I heard ICE earlier today. Or rather, I heard the people tailing them. A message from Delaney on Slack at 9:20 am while I was stacking chairs: “Caravan of 3 ice vehicles circling around Lincoln square/ravenswood right now. Black Denali, white Denalie(Florida plates), & black Chevy Tahoe (__p8392). From the neighborhood bike patrol chat.”

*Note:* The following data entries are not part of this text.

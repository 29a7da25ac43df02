//! core::config
//!
//! Configuration schema and loading.
//!
//! # Overview
//!
//! A single TOML file describes the application's route tree (names, path
//! templates, breadcrumb metadata) and the rendering options of the
//! breadcrumb component.
//!
//! # Locations
//!
//! Searched in order:
//! 1. The explicit path, if one is given (CLI `--config`)
//! 2. `$ROUTECRUMBS_CONFIG` if set
//! 3. `./routecrumbs.toml`
//! 4. `$XDG_CONFIG_HOME/routecrumbs/routes.toml`
//! 5. `~/.routecrumbs/routes.toml`
//!
//! If none exists, an empty configuration is used.
//!
//! # Validation
//!
//! Invalid route names and duplicate names are errors. Malformed breadcrumb
//! values and parent references to unknown routes are reported as warnings:
//! they degrade to unlabeled entries or empty ancestor chains at runtime.
//!
//! # Example
//!
//! ```no_run
//! use routecrumbs::core::config::Config;
//!
//! let result = Config::load(None).unwrap();
//! for warning in &result.warnings {
//!     eprintln!("warning: {}", warning);
//! }
//!
//! let table = result.config.route_table().unwrap();
//! println!("{} named routes", table.len());
//! ```

pub mod schema;

pub use schema::{AppConfig, BreadcrumbConfig, BreadcrumbTable, RenderConfig, RouteConfig};

use std::collections::HashSet;
use std::fmt;
use std::fs;
use std::path::{Path, PathBuf};

use thiserror::Error;
use tracing::debug;

use schema::breadcrumb_location;

use crate::core::router::{RouteDef, RouteTable, RouterError};
use crate::ui::render::RenderOptions;
use crate::ui::template::Template;

/// Environment variable naming an explicit config file.
pub const CONFIG_ENV: &str = "ROUTECRUMBS_CONFIG";

/// Config file name looked up in the working directory.
pub const LOCAL_CONFIG_FILE: &str = "routecrumbs.toml";

/// Location prefix of top-level routes in warnings.
const ROUTES_LOCATION: &str = "routes";

/// Errors from configuration operations.
#[derive(Debug, Error)]
pub enum ConfigError {
    #[error("failed to read config file '{path}': {source}")]
    ReadError {
        path: PathBuf,
        source: std::io::Error,
    },

    #[error("failed to parse config {origin}: {message}")]
    ParseError { origin: String, message: String },

    #[error("invalid config value: {0}")]
    InvalidValue(String),

    #[error("invalid route table: {0}")]
    Routes(#[from] RouterError),
}

/// Warnings generated during config loading.
#[derive(Debug, Clone, PartialEq, Eq)]
pub struct ConfigWarning {
    /// Dotted location of the offending value, e.g. `routes.users.breadcrumb`.
    pub location: String,
    /// The warning message.
    pub message: String,
}

impl ConfigWarning {
    pub fn new(location: impl Into<String>, message: impl Into<String>) -> Self {
        Self {
            location: location.into(),
            message: message.into(),
        }
    }
}

impl fmt::Display for ConfigWarning {
    fn fmt(&self, f: &mut fmt::Formatter<'_>) -> fmt::Result {
        write!(f, "{}: {}", self.location, self.message)
    }
}

/// Result of loading configuration.
#[derive(Debug)]
pub struct ConfigLoadResult {
    /// The loaded configuration.
    pub config: Config,
    /// Any warnings generated during loading.
    pub warnings: Vec<ConfigWarning>,
}

/// Loaded and validated configuration.
#[derive(Debug, Clone, Default)]
pub struct Config {
    /// Parsed file contents
    pub app: AppConfig,
    /// Path of the file this was loaded from
    source: Option<PathBuf>,
}

impl Config {
    /// Load configuration from the first existing location.
    ///
    /// # Errors
    ///
    /// Returns an error if a config file exists but cannot be read, parsed
    /// or validated. A missing file is not an error.
    pub fn load(explicit: Option<&Path>) -> Result<ConfigLoadResult, ConfigError> {
        let cwd = std::env::current_dir().unwrap_or_else(|_| PathBuf::from("."));
        let found = Self::discover(
            explicit,
            |key| std::env::var(key).ok(),
            &cwd,
            dirs::home_dir(),
        );

        match found {
            Some(path) => Self::from_file(&path),
            None => {
                debug!("no config file found, using defaults");
                Ok(ConfigLoadResult {
                    config: Config::default(),
                    warnings: Vec::new(),
                })
            }
        }
    }

    /// Find the config file to load.
    ///
    /// An explicit path is returned even if it does not exist, so reading it
    /// reports a proper error.
    pub fn discover(
        explicit: Option<&Path>,
        env: impl Fn(&str) -> Option<String>,
        cwd: &Path,
        home: Option<PathBuf>,
    ) -> Option<PathBuf> {
        if let Some(path) = explicit {
            return Some(path.to_path_buf());
        }

        // 1. $ROUTECRUMBS_CONFIG
        if let Some(path) = env(CONFIG_ENV).map(PathBuf::from) {
            if path.exists() {
                return Some(path);
            }
        }

        // 2. ./routecrumbs.toml
        let local = cwd.join(LOCAL_CONFIG_FILE);
        if local.exists() {
            return Some(local);
        }

        // 3. $XDG_CONFIG_HOME/routecrumbs/routes.toml
        if let Some(xdg_home) = env("XDG_CONFIG_HOME") {
            let path = PathBuf::from(xdg_home).join("routecrumbs/routes.toml");
            if path.exists() {
                return Some(path);
            }
        }

        // 4. ~/.routecrumbs/routes.toml
        home.map(|home| home.join(".routecrumbs/routes.toml"))
            .filter(|path| path.exists())
    }

    /// Read, parse and validate a config file.
    pub fn from_file(path: &Path) -> Result<ConfigLoadResult, ConfigError> {
        debug!(path = %path.display(), "loading config");
        let contents = fs::read_to_string(path).map_err(|e| ConfigError::ReadError {
            path: path.to_path_buf(),
            source: e,
        })?;

        let mut result = Self::parse(&contents, &format!("file '{}'", path.display()))?;
        result.config.source = Some(path.to_path_buf());
        Ok(result)
    }

    /// Parse and validate configuration from a TOML string.
    pub fn from_toml_str(contents: &str) -> Result<ConfigLoadResult, ConfigError> {
        Self::parse(contents, "string")
    }

    fn parse(contents: &str, origin: &str) -> Result<ConfigLoadResult, ConfigError> {
        let app: AppConfig = toml::from_str(contents).map_err(|e| ConfigError::ParseError {
            origin: origin.to_string(),
            message: e.to_string(),
        })?;

        let config = Config { app, source: None };
        let warnings = config.validate()?;

        Ok(ConfigLoadResult { config, warnings })
    }

    /// Validate the configuration, returning non-fatal warnings.
    ///
    /// # Errors
    ///
    /// Returns an error for invalid or duplicate route names.
    pub fn validate(&self) -> Result<Vec<ConfigWarning>, ConfigError> {
        let (defs, mut warnings) = self.route_defs()?;
        RouteTable::new(defs)?;

        let mut names = HashSet::new();
        let mut parents = Vec::new();
        for route in &self.app.routes {
            route.walk(ROUTES_LOCATION, &mut |r, location| {
                if let Some(name) = &r.name {
                    names.insert(name.as_str());
                }
                if let Some(parent) = r.breadcrumb.as_ref().and_then(BreadcrumbConfig::parent) {
                    parents.push((breadcrumb_location(location), parent));
                }
            });
        }

        for (location, parent) in parents {
            if !names.contains(parent) {
                warnings.push(ConfigWarning::new(
                    location,
                    format!("parent '{parent}' does not name a route"),
                ));
            }
        }

        if matches!(&self.app.render.template, Some(t) if t.trim().is_empty()) {
            warnings.push(ConfigWarning::new(
                "render.template",
                "empty template; the default markup is used",
            ));
        }

        Ok(warnings)
    }

    fn route_defs(&self) -> Result<(Vec<RouteDef>, Vec<ConfigWarning>), ConfigError> {
        let mut warnings = Vec::new();
        let defs = self
            .app
            .routes
            .iter()
            .map(|route| route.to_def(ROUTES_LOCATION, &mut warnings))
            .collect::<Result<Vec<_>, _>>()?;
        Ok((defs, warnings))
    }

    /// Build the route table described by this configuration.
    pub fn route_table(&self) -> Result<RouteTable, ConfigError> {
        let (defs, _) = self.route_defs()?;
        Ok(RouteTable::new(defs)?)
    }

    /// Rendering options with defaults applied.
    pub fn render_options(&self) -> RenderOptions {
        let render = &self.app.render;
        let defaults = RenderOptions::default();

        RenderOptions {
            list_class: render.list_class.clone().unwrap_or(defaults.list_class),
            item_class: render.item_class.clone().unwrap_or(defaults.item_class),
            template: render
                .template
                .as_deref()
                .filter(|t| !t.trim().is_empty())
                .map(Template::parse),
        }
    }

    /// Get the path of the loaded config file.
    pub fn loaded_from(&self) -> Option<&Path> {
        self.source.as_deref()
    }
}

I pushed the message to the front desk chat. Took my sweater off, for some reason. Caught the elevator downstairs and put it back on, backwards. Noted a white man from administration standing out front. Noted no one standing out back. Stood out back. Ran into a woman from maintenance and warned her about the trucks in the area, “ten cuidado”, stood like a meerkat at the edge of the gate and tried to see more than I could. Thought of the workers I’d passed this morning, tidying the baseball fields in Welles park. Scuttled that way. Heard whistles. Heard horns. Behind me, mostly. Hurried. Empty landscaping vans parked haphazardly on the grass. Hoping they were empty for the right reasons. Holding my whistle in my hands, attached to my keys. Hurrying back to work. More white administrators by the door, watching as I’d been. The half-silly realization that I could’ve disappeared on that little walk to the park and it would take these people a while to realize what had happened. Wondering if they see me as a potential victim. Wondering if I should see me as a potential victim, or if that’s self-aggrandizing. Light-skinned, north side. Putting the thoughts out of my head. Going inside. Comparing notes with my two coworkers in the office. Another stream of whistles from outside the window. Down Lincoln. Three trucks – black, white, black, shiny – tailed by ten cyclists and two cars. Laying on their horns, shrill continuous whistle blasts, pedalling furiously. The thrill of fear that went through me. The thrill of pride.
I sit at my table. I get up and let people in. I sit down and explain. I get up and let people in.
I’m frightened, I’m heartened. I look at the simple tools in my clumsy hands. I find a way to use them.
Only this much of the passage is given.